Nos propositions s’appuient sur des recherches personnelles complétant un parcours universitaire, une pratique et une formation en arts plastiques privilégiant l’approche des arts dits contemporains, une spécialisation en histoire de l’art médiéval. Ces complémentarités associées à l’intervention auprès de publics diversifiés fondent notre action au service de l’éducation populaire.

jeudi 23 novembre 2006

Retour sur la séance du vendredi 17 novembre

Pommes et oranges (1895-1900)
huile sur toile, 74 x 93 cm
musée d'Orsay, Paris
(suite de la séance du 10 nov.)

Toute différente est l’imitation de la nature chez Cézanne.

Lorsqu'il représente des pommes, Cézanne ne se contente pas de la simple reproduction, ni de communiquer une perception immédiate (comme chez les impressionnistes, dont il fut à ses débuts). Il cherche à construire sur la toile un nouvel espace cohérent fondé sur la « géométrie de la couleur » (Hubert Damisch). A ce travail, il consacrera toute sa vie. C’est là toute sa recherche picturale.

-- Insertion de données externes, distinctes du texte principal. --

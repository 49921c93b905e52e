//! Transaction data aggregation for the dashboard.
//!
//! Provides the pure functions that derive the dashboard's summary from a
//! transaction list: income/expense totals, the twelve-month series behind
//! the bar chart, and the per-category breakdowns behind the doughnut
//! charts. The summary is recomputed from a freshly loaded transaction list
//! on every request, nothing here is cached.

use crate::{category::Category, transaction::{Transaction, TransactionType}};

/// Three-letter labels for the twelve month buckets, Jan..Dec.
pub const MONTH_LABELS: [&str; 12] = [
    "Jan", "Feb", "Mar", "Apr", "May", "Jun", "Jul", "Aug", "Sep", "Oct", "Nov", "Dec",
];

/// Income and expense totals bucketed by calendar month, Jan = 0.
#[derive(Debug, Clone, PartialEq)]
pub struct MonthlyTotals {
    /// Income per month.
    pub income: [f64; 12],
    /// Expenses per month.
    pub expense: [f64; 12],
}

impl Default for MonthlyTotals {
    fn default() -> Self {
        Self {
            income: [0.0; 12],
            expense: [0.0; 12],
        }
    }
}

/// A category and the summed amount of its transactions.
#[derive(Debug, Clone, PartialEq)]
pub struct CategoryTotal {
    /// The category.
    pub category: Category,
    /// The summed amount, strictly positive.
    pub total: f64,
}

/// Everything the dashboard derives from a transaction list.
#[derive(Debug, Clone, PartialEq, Default)]
pub struct Summary {
    /// The sum of all income amounts.
    pub total_income: f64,
    /// The sum of all expense amounts.
    pub total_expense: f64,
    /// `total_income - total_expense`.
    pub balance: f64,
    /// The twelve-month income/expense series.
    pub monthly: MonthlyTotals,
    /// Per-category income sums in canonical category order, restricted to
    /// categories whose sum is strictly positive.
    pub income_by_category: Vec<CategoryTotal>,
    /// Per-category expense sums, same rules as `income_by_category`.
    pub expense_by_category: Vec<CategoryTotal>,
}

/// Derive a [Summary] from `transactions`.
///
/// Every transaction contributes its amount to exactly one of the
/// income/expense totals, exactly one monthly bucket, and, when its category
/// label is canonical, exactly one category bucket. A transaction with a
/// label outside [Category::ALL] still counts toward the totals and the
/// monthly series; it is only left out of the category breakdowns.
///
/// Records whose amount is not a finite number are logged and excluded from
/// every view. The write path rejects such amounts, so this only applies to
/// rows that bypassed it.
pub fn aggregate(transactions: &[Transaction]) -> Summary {
    let mut summary = Summary::default();
    let mut income_by_category = [0.0; Category::ALL.len()];
    let mut expense_by_category = [0.0; Category::ALL.len()];

    for transaction in transactions {
        if !transaction.amount.is_finite() {
            tracing::warn!(
                "Skipping transaction {} with non-finite amount {}",
                transaction.id,
                transaction.amount
            );
            continue;
        }

        let month = transaction.date.month() as usize - 1;
        let category_index = canonical_index(&transaction.category);

        match transaction.transaction_type {
            TransactionType::Income => {
                summary.total_income += transaction.amount;
                summary.monthly.income[month] += transaction.amount;
                if let Some(index) = category_index {
                    income_by_category[index] += transaction.amount;
                }
            }
            TransactionType::Expense => {
                summary.total_expense += transaction.amount;
                summary.monthly.expense[month] += transaction.amount;
                if let Some(index) = category_index {
                    expense_by_category[index] += transaction.amount;
                }
            }
        }
    }

    summary.balance = summary.total_income - summary.total_expense;
    summary.income_by_category = collect_positive_totals(&income_by_category);
    summary.expense_by_category = collect_positive_totals(&expense_by_category);

    summary
}

/// The position of `label` in the canonical category order, or `None` for
/// labels outside the set.
fn canonical_index(label: &str) -> Option<usize> {
    Category::ALL
        .iter()
        .position(|category| category.as_str() == label)
}

/// Pair each canonical category with its accumulated total, keeping only the
/// strictly positive ones. The result stays in canonical declaration order,
/// which keeps chart legends stable across renders.
fn collect_positive_totals(totals: &[f64; Category::ALL.len()]) -> Vec<CategoryTotal> {
    Category::ALL
        .iter()
        .zip(totals)
        .filter(|&(_, &total)| total > 0.0)
        .map(|(&category, &total)| CategoryTotal { category, total })
        .collect()
}

/// The label for one slice of a chart series.
///
/// `value / series_total * 100` rounded to one decimal place, e.g. `38.2%`.
/// When the series total is not strictly positive there is no meaningful
/// percentage, so the label is the literal value instead.
pub fn percentage_label(value: f64, series_total: f64) -> String {
    if series_total > 0.0 {
        format!("{:.1}%", value / series_total * 100.0)
    } else {
        format!("{value}")
    }
}

#[cfg(test)]
mod aggregation_tests {
    use time::{Date, macros::date};

    use crate::{
        category::Category,
        transaction::{Transaction, TransactionType},
        user::UserID,
    };

    use super::{MonthlyTotals, aggregate, percentage_label};

    fn transaction(
        amount: f64,
        date: Date,
        category: &str,
        transaction_type: TransactionType,
    ) -> Transaction {
        Transaction {
            id: 1,
            title: "test".to_owned(),
            amount,
            description: String::new(),
            date,
            category: category.to_owned(),
            transaction_type,
            user_id: UserID::new(1),
        }
    }

    #[test]
    fn empty_list_yields_all_zeros() {
        let summary = aggregate(&[]);

        assert_eq!(summary.total_income, 0.0);
        assert_eq!(summary.total_expense, 0.0);
        assert_eq!(summary.balance, 0.0);
        assert_eq!(summary.monthly, MonthlyTotals::default());
        assert!(summary.income_by_category.is_empty());
        assert!(summary.expense_by_category.is_empty());
    }

    #[test]
    fn totals_and_monthly_series_match_worked_example() {
        let transactions = vec![
            transaction(
                100.0,
                date!(2024 - 01 - 15),
                "Salary / Wages",
                TransactionType::Income,
            ),
            transaction(40.0, date!(2024 - 01 - 20), "Groceries", TransactionType::Expense),
        ];

        let summary = aggregate(&transactions);

        assert_eq!(summary.total_income, 100.0);
        assert_eq!(summary.total_expense, 40.0);
        assert_eq!(summary.balance, 60.0);

        assert_eq!(summary.monthly.income[0], 100.0);
        assert_eq!(summary.monthly.expense[0], 40.0);
        for month in 1..12 {
            assert_eq!(summary.monthly.income[month], 0.0);
            assert_eq!(summary.monthly.expense[month], 0.0);
        }

        assert_eq!(summary.income_by_category.len(), 1);
        assert_eq!(summary.income_by_category[0].category, Category::SalaryWages);
        assert_eq!(summary.income_by_category[0].total, 100.0);

        assert_eq!(summary.expense_by_category.len(), 1);
        assert_eq!(summary.expense_by_category[0].category, Category::Groceries);
        assert_eq!(summary.expense_by_category[0].total, 40.0);
    }

    #[test]
    fn balance_equals_income_minus_expense() {
        let transactions = vec![
            transaction(10.5, date!(2024 - 02 - 01), "Investments", TransactionType::Income),
            transaction(20.25, date!(2024 - 03 - 01), "Utilities", TransactionType::Expense),
            transaction(5.0, date!(2024 - 07 - 12), "Other", TransactionType::Income),
        ];

        let summary = aggregate(&transactions);

        assert_eq!(summary.balance, summary.total_income - summary.total_expense);
        assert!(summary.total_income >= 0.0);
        assert!(summary.total_expense >= 0.0);
    }

    #[test]
    fn income_never_contributes_to_expense_accumulators() {
        let transactions = vec![transaction(
            100.0,
            date!(2024 - 05 - 10),
            "Groceries",
            TransactionType::Income,
        )];

        let summary = aggregate(&transactions);

        assert_eq!(summary.total_expense, 0.0);
        assert_eq!(summary.monthly.expense, [0.0; 12]);
        assert!(summary.expense_by_category.is_empty());

        assert_eq!(summary.total_income, 100.0);
        assert_eq!(summary.monthly.income[4], 100.0);
        assert_eq!(summary.income_by_category.len(), 1);
    }

    #[test]
    fn each_transaction_lands_in_exactly_one_month_bucket() {
        let transactions = vec![
            transaction(1.0, date!(2024 - 01 - 31), "Other", TransactionType::Expense),
            transaction(2.0, date!(2024 - 12 - 01), "Other", TransactionType::Expense),
        ];

        let summary = aggregate(&transactions);

        assert_eq!(summary.monthly.expense[0], 1.0);
        assert_eq!(summary.monthly.expense[11], 2.0);
        let bucketed: f64 = summary.monthly.expense.iter().sum();
        assert_eq!(bucketed, summary.total_expense);
    }

    #[test]
    fn category_breakdown_never_contains_zero_totals() {
        let transactions = vec![transaction(
            0.0,
            date!(2024 - 01 - 15),
            "Groceries",
            TransactionType::Expense,
        )];

        let summary = aggregate(&transactions);

        assert!(summary.expense_by_category.is_empty());
    }

    #[test]
    fn category_breakdown_preserves_canonical_order_regardless_of_input_order() {
        // Input order is deliberately reversed relative to the canonical
        // category order.
        let transactions = vec![
            transaction(5.0, date!(2024 - 01 - 01), "Other", TransactionType::Expense),
            transaction(10.0, date!(2024 - 01 - 02), "Utilities", TransactionType::Expense),
            transaction(15.0, date!(2024 - 01 - 03), "Groceries", TransactionType::Expense),
        ];

        let summary = aggregate(&transactions);

        let categories: Vec<Category> = summary
            .expense_by_category
            .iter()
            .map(|entry| entry.category)
            .collect();
        assert_eq!(
            categories,
            vec![Category::Groceries, Category::Utilities, Category::Other]
        );
    }

    #[test]
    fn same_category_sums_income_and_expense_independently() {
        let transactions = vec![
            transaction(100.0, date!(2024 - 01 - 01), "Investments", TransactionType::Income),
            transaction(30.0, date!(2024 - 01 - 02), "Investments", TransactionType::Expense),
            transaction(50.0, date!(2024 - 02 - 01), "Investments", TransactionType::Income),
        ];

        let summary = aggregate(&transactions);

        assert_eq!(summary.income_by_category.len(), 1);
        assert_eq!(summary.income_by_category[0].total, 150.0);
        assert_eq!(summary.expense_by_category.len(), 1);
        assert_eq!(summary.expense_by_category[0].total, 30.0);
    }

    #[test]
    fn unmapped_category_counts_toward_totals_but_not_breakdowns() {
        let transactions = vec![transaction(
            25.0,
            date!(2024 - 06 - 15),
            "Yacht Upkeep",
            TransactionType::Expense,
        )];

        let summary = aggregate(&transactions);

        assert_eq!(summary.total_expense, 25.0);
        assert_eq!(summary.monthly.expense[5], 25.0);
        assert!(summary.expense_by_category.is_empty());
    }

    #[test]
    fn non_finite_amounts_are_excluded_from_every_view() {
        let transactions = vec![
            transaction(f64::NAN, date!(2024 - 01 - 15), "Groceries", TransactionType::Expense),
            transaction(10.0, date!(2024 - 01 - 20), "Groceries", TransactionType::Expense),
        ];

        let summary = aggregate(&transactions);

        assert_eq!(summary.total_expense, 10.0);
        assert_eq!(summary.monthly.expense[0], 10.0);
        assert_eq!(summary.expense_by_category.len(), 1);
        assert_eq!(summary.expense_by_category[0].total, 10.0);
    }

    #[test]
    fn percentage_label_rounds_to_one_decimal() {
        assert_eq!(percentage_label(40.0, 140.0), "28.6%");
        assert_eq!(percentage_label(100.0, 140.0), "71.4%");
        assert_eq!(percentage_label(50.0, 100.0), "50.0%");
    }

    #[test]
    fn percentage_label_falls_back_to_literal_value_for_zero_sum_series() {
        assert_eq!(percentage_label(40.0, 0.0), "40");
        assert_eq!(percentage_label(2.5, -1.0), "2.5");
    }
}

Ses natures mortes sont construites de surfaces et de volumes intimement liés renvoyant à son célèbre propos : « traitez la nature par le cylindre, la sphère, le cône, le tout en un certain ordre assemblés ». Il en rythme la composition par juxtaposition de surfaces claires, sombres ou colorées, tantôt opposées ou complémentaires.
Nature morte à la soupière, 1877,
huile sur toile, 65 x 81,5 cm,
Paris, musée d'Orsay
Toute sa peinture s'appuie sur une construction s'écartant des règles classiques, préférant à la profondeur des diagonales, la frontalité et l'étagement des plans successifs, les premiers plans rapprochés s'inscrivant au plus près de l'espace du spectateur, dans le bas du tableau, tandis que les plans éloignés sont placés dans le haut de la toile, le procédé rappelant à la fois la peinture médiévale occidentale et la peinture chinoise. Ainsi, nous observons que dans ses natures mortes, les objets semblent flotter dans l'espace et la table verser vers le spectateur. Toute sa construction s'appuie également sur la couleur, caractérisée par les fortes oppositions (orangés, bleus) et l'agencement des tons chauds et froids, sans dilution ni modelé, les transitions s'effectuant par les verts, les ombres se colorant de violet, les complémentaires vibrant d'infimes touches de leur couleur opposée.

"Quand la couleur est à sa richesse, la forme est à sa plénitude"
déclare-t-il.

Là réside l'essentiel de la recherche cézannienne pour la représentation d'un nouvel espace perspectif non réaliste, qu'il a lentement et inlassablement mis au point, parvenant à l'unité et à l'équilibre géométrique de ses surfaces et élaborant les nouvelles propositions plastiques qui allaient inspirer de façon majeure la peinture moderne.

Dans le parc du château noir,
v. 1900,
huile sur toile 92 x 73 cm,
musée de l'Orangerie, Paris.


Dans une lettre à sa mère, le 26 septembre 1874, il écrit : "J'ai à travailler toujours, et non pour arriver au fini qui fait l'admiration des imbéciles".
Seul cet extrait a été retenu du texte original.